TASK PROMPT
Somewhere below is a line with "and reads the" and, later, a line with "pub fn content_type(&self)"; repeat those two lines and all the lines between them, exactly as they are.
──────── EXTRACTED DATA ────────
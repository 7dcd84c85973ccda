use bytes::Bytes;
use http::{header, HeaderMap, Method};
use http_body::Body;
use http_body_util::combinators::BoxBody;
use http_body_util::{BodyExt, Empty};
use std::fmt;
use std::io;
use std::mem;

/// Per-request view the pipeline operates on.
///
/// Owns the request method, a mutable header map, the raw body stream and the
/// decoded body slot. The host framework builds one per request and reads the
/// slot back after the pipeline ran; nothing here is shared across requests.
pub struct RequestContext {
    method: Method,
    headers: HeaderMap,
    body: BoxBody<Bytes, io::Error>,
    request_body: Option<Bytes>,
}

impl RequestContext {
    pub fn new<B>(method: Method, headers: HeaderMap, body: B) -> Self
    where
        B: Body<Data = Bytes, Error = io::Error> + Send + Sync + 'static,
    {
        Self { method, headers, body: BoxBody::new(body), request_body: None }
    }

    pub fn method(&self) -> &Method {
        &self.method
    }

    pub fn headers(&self) -> &HeaderMap {
        &self.headers
    }

    pub fn headers_mut(&mut self) -> &mut HeaderMap {
        &mut self.headers
    }

    /// The content-type header as a string, if present and valid.
    pub fn content_type(&self) -> Option<&str> {
        self.headers.get(header::CONTENT_TYPE)?.to_str().ok()
    }

    /// The decoded body slot. `None` means no body has been captured yet.
    pub fn request_body(&self) -> Option<&Bytes> {
        self.request_body.as_ref()
    }

    pub fn set_request_body(&mut self, body: Bytes) {
        self.request_body = Some(body);
    }

    /// Takes the raw body stream, leaving an empty stream behind so the raw
    /// stream is consumed at most once per request.
    pub(crate) fn take_raw_body(&mut self) -> BoxBody<Bytes, io::Error> {
        mem::replace(&mut self.body, empty_body())
    }
}

fn empty_body() -> BoxBody<Bytes, io::Error> {
    BoxBody::new(Empty::<Bytes>::new().map_err(|never| match never {}))
}

impl fmt::Debug for RequestContext {
    fn fmt(&self, f: &mut fmt::Formatter<'_>) -> fmt::Result {
        f.debug_struct("RequestContext")
            .field("method", &self.method)
            .field("headers", &self.headers)
            .field("request_body", &self.request_body)
            .finish_non_exhaustive()
    }
}
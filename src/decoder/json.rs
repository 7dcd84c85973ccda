use crate::context::RequestContext;
use crate::decoder::{media_type, Decoder};
use crate::error::BodyError;
use bytes::Bytes;

/// Structural sanity check for `application/json` bodies.
///
/// This is a bracket-balance check, not a full parse: it rejects bodies that
/// cannot possibly be JSON (wrong leading or trailing byte) and accepts the
/// rest unchanged, with surrounding whitespace trimmed. An empty body decodes
/// to empty output without error.
#[derive(Debug, Default, Clone, Copy)]
pub struct JsonDecoder;

impl Decoder for JsonDecoder {
    fn applies(&self, ctx: &RequestContext) -> bool {
        media_type(ctx) == Some(mime::APPLICATION_JSON.as_ref())
    }

    fn decode(&self, _ctx: &mut RequestContext, data: Bytes) -> Result<Bytes, BodyError> {
        let Some(start) = data.iter().position(|b| !b.is_ascii_whitespace()) else {
            return Ok(Bytes::new());
        };
        let Some(end) = data.iter().rposition(|b| !b.is_ascii_whitespace()) else {
            return Ok(Bytes::new());
        };

        match (data[start], data[end]) {
            (b'{', b'}') | (b'[', b']') => Ok(data.slice(start..=end)),
            _ => Err(BodyError::InvalidJson),
        }
    }
}
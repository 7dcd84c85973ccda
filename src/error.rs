use http::StatusCode;
use std::io;
use thiserror::Error;

/// Stable category tag carried by every [`BodyError`], for log correlation.
pub const ERROR_CATEGORY: &str = "body-parser";

/// Classified failure of the body decoding pipeline.
///
/// Every variant maps to an HTTP-equivalent status and an exception flag:
/// exceptional errors are infrastructure faults (5xx), the rest are
/// client-input faults (4xx).
#[derive(Debug, Error)]
pub enum BodyError {
    /// The underlying body stream failed for a reason other than the size limit.
    #[error("{source}")]
    ReadFailed {
        #[from]
        source: io::Error,
    },

    /// The body produced more bytes than the configured limit allows.
    #[error("request body is {size} bytes, it should be <= {limit}")]
    TooLarge { size: usize, limit: usize },

    /// The body cannot possibly be a JSON document.
    #[error("invalid json format")]
    InvalidJson,

    /// The body declared `application/x-www-form-urlencoded` but did not parse.
    ///
    /// Classified exceptional even though it is client-triggerable, matching
    /// the behavior this middleware was ported from.
    #[error("{source}")]
    MalformedForm {
        #[from]
        source: serde_urlencoded::de::Error,
    },

    /// The body declared gzip content-encoding but was not a valid gzip stream.
    #[error("invalid gzip data: {reason}")]
    InvalidGzip { reason: String },
}

impl BodyError {
    pub fn too_large(size: usize, limit: usize) -> Self {
        Self::TooLarge { size, limit }
    }

    pub fn invalid_gzip<S: ToString>(reason: S) -> Self {
        Self::InvalidGzip { reason: reason.to_string() }
    }

    /// The HTTP-equivalent status code for this failure.
    pub fn status(&self) -> StatusCode {
        if self.is_exception() {
            StatusCode::INTERNAL_SERVER_ERROR
        } else {
            StatusCode::BAD_REQUEST
        }
    }

    /// Whether this failure is an infrastructure fault rather than a
    /// client-input fault.
    pub fn is_exception(&self) -> bool {
        matches!(self, Self::ReadFailed { .. } | Self::MalformedForm { .. })
    }

    pub fn category(&self) -> &'static str {
        ERROR_CATEGORY
    }
}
────────
WRITTEN SOLUTION
/// decoded body slot. The host framework builds one per request and reads the
/// slot back after the pipeline ran; nothing here is shared across requests.
pub struct RequestContext {
    method: Method,
    headers: HeaderMap,
    body: BoxBody<Bytes, io::Error>,
    request_body: Option<Bytes>,
}

impl RequestContext {
    pub fn new<B>(method: Method, headers: HeaderMap, body: B) -> Self
    where
        B: Body<Data = Bytes, Error = io::Error> + Send + Sync + 'static,
    {
        Self { method, headers, body: BoxBody::new(body), request_body: None }
    }

    pub fn method(&self) -> &Method {
        &self.method
    }

    pub fn headers(&self) -> &HeaderMap {
        &self.headers
    }

    pub fn headers_mut(&mut self) -> &mut HeaderMap {
        &mut self.headers
    }

    /// The content-type header as a string, if present and valid.
    pub fn content_type(&self) -> Option<&str> {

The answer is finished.